• _INSTRUCTIONS FOR THE TASK_
Please take the records that follow and repeat exactly the lines starting with the line with "filename crates/providers/src/groq.rs" and going on through the line with "call therefore always".
══ MATERIALS PROVIDED
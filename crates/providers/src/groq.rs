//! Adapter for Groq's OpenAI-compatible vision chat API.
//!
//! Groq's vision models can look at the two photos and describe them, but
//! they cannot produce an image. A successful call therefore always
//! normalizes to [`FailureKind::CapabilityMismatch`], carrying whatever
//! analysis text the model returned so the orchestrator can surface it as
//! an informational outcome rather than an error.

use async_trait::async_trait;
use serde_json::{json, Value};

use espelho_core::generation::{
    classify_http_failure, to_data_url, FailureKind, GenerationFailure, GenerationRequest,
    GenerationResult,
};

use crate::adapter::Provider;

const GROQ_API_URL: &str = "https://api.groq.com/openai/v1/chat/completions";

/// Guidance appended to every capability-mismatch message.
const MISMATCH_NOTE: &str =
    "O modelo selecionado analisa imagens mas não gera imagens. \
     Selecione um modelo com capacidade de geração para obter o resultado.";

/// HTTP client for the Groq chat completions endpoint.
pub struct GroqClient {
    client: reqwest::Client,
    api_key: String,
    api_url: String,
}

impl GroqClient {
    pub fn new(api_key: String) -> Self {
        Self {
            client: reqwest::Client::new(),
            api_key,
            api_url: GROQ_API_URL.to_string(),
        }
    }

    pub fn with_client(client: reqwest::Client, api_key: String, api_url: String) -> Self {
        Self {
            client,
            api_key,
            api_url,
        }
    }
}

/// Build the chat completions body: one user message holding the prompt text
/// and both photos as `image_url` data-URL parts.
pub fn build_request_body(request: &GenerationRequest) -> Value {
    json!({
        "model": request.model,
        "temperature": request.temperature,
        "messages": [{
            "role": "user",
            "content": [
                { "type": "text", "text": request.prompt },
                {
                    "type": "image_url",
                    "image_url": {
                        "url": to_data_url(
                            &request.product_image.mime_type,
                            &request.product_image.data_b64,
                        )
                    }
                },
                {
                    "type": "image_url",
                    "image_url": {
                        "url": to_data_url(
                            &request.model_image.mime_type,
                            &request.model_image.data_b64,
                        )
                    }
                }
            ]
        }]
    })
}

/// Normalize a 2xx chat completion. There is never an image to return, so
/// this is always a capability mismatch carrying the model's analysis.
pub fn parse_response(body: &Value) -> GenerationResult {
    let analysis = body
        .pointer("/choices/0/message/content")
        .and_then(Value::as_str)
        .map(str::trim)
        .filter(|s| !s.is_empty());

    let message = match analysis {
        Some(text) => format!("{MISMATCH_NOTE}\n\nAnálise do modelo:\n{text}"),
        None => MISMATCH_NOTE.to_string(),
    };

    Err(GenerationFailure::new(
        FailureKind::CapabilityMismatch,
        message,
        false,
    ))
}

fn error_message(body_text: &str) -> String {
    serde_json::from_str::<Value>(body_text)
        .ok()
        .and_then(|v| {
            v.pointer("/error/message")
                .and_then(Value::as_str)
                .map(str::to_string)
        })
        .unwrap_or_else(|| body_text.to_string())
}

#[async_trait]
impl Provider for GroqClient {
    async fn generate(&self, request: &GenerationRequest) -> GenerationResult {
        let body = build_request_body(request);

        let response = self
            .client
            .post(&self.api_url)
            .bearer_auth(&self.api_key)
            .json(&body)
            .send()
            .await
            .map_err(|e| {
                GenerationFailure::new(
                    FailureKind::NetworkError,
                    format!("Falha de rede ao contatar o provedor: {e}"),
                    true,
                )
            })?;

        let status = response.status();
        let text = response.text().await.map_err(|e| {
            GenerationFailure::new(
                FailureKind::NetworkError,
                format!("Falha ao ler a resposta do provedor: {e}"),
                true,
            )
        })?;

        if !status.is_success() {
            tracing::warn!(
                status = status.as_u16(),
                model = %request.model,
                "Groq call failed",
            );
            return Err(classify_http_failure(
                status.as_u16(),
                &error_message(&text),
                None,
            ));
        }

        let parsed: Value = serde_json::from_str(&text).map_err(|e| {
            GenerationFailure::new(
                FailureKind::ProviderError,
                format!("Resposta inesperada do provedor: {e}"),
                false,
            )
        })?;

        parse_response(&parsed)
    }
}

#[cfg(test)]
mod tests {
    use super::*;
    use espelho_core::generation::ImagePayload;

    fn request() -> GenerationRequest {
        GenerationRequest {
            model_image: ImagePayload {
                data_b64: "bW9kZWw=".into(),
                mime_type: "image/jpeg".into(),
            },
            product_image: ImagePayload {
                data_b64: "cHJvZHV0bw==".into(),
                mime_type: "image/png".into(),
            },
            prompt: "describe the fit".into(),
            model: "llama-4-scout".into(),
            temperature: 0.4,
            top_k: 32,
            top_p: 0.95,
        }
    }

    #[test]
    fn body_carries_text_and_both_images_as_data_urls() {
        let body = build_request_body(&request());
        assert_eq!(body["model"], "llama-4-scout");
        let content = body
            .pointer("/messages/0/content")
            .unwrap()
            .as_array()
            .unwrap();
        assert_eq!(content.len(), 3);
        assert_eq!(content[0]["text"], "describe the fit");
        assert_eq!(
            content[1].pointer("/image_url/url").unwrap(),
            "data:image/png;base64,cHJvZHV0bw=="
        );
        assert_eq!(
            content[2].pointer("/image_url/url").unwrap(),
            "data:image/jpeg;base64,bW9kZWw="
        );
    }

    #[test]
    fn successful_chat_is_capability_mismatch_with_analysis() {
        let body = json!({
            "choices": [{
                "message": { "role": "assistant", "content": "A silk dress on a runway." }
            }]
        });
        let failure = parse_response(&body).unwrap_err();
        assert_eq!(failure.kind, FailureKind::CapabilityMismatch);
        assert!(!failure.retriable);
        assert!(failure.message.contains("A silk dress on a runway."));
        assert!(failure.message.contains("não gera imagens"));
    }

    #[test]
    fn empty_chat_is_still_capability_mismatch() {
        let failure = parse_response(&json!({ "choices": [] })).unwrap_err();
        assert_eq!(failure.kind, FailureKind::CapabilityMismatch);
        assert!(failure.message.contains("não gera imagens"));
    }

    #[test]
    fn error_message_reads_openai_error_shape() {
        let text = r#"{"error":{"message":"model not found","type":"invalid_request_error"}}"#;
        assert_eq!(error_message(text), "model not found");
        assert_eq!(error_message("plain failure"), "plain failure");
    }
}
════
══ MATERIALS PROVIDED
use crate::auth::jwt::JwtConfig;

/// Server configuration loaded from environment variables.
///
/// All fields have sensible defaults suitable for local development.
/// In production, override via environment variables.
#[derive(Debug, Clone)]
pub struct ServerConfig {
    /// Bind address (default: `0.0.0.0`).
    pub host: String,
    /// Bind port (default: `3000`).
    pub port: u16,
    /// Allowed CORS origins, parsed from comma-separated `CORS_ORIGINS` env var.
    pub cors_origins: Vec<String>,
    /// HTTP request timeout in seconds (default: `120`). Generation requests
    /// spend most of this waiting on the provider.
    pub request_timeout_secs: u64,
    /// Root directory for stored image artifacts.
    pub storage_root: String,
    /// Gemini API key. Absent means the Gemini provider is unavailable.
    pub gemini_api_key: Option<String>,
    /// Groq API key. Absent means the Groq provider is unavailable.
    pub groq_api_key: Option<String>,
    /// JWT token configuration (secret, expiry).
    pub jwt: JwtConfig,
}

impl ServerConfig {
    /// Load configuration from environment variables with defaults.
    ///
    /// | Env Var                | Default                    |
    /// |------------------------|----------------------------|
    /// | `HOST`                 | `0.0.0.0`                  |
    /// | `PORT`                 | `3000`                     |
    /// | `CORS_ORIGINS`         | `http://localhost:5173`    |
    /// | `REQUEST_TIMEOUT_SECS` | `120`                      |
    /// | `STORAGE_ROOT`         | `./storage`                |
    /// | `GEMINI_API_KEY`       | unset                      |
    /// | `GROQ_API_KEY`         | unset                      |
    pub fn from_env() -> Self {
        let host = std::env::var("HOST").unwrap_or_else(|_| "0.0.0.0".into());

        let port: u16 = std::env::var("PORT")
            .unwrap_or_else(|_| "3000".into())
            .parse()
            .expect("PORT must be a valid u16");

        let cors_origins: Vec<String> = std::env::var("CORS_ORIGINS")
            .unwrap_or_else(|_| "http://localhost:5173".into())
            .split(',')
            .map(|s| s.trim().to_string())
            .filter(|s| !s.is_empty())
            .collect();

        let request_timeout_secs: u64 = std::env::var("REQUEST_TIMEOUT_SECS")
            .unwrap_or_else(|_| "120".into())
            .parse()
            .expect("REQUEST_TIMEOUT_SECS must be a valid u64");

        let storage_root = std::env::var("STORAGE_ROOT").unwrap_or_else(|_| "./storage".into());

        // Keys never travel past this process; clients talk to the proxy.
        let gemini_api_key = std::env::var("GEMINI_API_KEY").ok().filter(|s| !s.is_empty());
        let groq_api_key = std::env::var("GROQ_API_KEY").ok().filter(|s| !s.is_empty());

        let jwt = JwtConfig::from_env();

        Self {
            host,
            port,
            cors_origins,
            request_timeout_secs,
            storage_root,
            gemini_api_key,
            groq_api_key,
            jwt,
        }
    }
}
════
• _WRITTEN ANSWER_
filename crates/providers/src/groq.rs
//! Adapter for Groq's OpenAI-compatible vision chat API.
//!
//! Groq's vision models can look at the two photos and describe them, but
//! they cannot produce an image. A successful call therefore always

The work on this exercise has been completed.